- _What to work on_
Your answer should be one number: the count of lines in these entries that hold the word "Duration".

[Records drawn from a dataset]
↓↓↓

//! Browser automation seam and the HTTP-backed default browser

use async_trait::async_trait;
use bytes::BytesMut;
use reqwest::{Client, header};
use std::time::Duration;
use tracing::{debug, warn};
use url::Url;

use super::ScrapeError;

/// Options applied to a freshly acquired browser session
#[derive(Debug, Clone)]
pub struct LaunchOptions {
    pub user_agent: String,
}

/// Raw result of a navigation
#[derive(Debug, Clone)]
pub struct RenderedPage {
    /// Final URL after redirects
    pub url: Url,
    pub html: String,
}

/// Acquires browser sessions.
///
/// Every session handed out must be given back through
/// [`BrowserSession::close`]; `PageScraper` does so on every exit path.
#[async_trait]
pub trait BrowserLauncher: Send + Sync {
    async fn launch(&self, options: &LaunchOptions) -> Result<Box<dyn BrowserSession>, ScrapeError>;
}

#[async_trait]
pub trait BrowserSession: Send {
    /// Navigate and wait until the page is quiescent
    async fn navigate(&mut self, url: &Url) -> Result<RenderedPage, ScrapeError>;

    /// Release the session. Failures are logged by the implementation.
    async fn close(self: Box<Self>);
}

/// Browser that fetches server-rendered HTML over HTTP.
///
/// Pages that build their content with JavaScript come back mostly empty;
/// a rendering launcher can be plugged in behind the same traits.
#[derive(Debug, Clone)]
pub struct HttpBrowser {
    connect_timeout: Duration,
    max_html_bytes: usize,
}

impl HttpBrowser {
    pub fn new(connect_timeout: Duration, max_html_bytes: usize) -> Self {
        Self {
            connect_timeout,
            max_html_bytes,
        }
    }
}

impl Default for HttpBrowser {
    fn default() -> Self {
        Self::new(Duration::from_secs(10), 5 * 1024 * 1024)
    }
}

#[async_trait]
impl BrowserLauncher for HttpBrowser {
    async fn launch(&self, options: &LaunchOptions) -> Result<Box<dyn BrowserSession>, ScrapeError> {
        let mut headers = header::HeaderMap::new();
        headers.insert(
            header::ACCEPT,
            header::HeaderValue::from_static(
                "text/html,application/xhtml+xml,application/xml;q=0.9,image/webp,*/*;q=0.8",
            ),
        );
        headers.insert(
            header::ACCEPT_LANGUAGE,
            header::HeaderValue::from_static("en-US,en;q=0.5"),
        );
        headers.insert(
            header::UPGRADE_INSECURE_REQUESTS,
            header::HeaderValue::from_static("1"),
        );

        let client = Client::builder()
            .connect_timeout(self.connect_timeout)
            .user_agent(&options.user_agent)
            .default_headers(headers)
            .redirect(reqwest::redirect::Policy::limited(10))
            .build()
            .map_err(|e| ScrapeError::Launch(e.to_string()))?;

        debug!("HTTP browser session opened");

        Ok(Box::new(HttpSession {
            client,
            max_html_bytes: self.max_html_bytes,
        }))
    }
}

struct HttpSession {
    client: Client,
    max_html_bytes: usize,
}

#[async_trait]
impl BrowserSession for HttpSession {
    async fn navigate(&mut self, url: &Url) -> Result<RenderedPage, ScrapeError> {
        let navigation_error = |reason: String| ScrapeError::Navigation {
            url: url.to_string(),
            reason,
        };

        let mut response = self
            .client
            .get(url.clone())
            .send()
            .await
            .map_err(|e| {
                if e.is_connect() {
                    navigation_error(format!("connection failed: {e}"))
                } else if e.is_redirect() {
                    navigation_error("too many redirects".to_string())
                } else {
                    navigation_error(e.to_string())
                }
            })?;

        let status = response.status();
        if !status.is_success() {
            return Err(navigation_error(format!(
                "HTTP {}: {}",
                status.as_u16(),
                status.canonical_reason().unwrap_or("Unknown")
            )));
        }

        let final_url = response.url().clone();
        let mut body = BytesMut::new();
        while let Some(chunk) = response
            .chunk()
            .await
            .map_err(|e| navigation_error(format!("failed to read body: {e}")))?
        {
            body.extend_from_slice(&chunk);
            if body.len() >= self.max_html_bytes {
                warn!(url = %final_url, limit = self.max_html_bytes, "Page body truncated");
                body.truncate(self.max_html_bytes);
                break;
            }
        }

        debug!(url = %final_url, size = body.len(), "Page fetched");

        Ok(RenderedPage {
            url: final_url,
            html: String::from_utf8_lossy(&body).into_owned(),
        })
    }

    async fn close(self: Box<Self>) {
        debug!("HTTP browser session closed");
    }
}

↑↑↑

- _Answer to the exercise_
4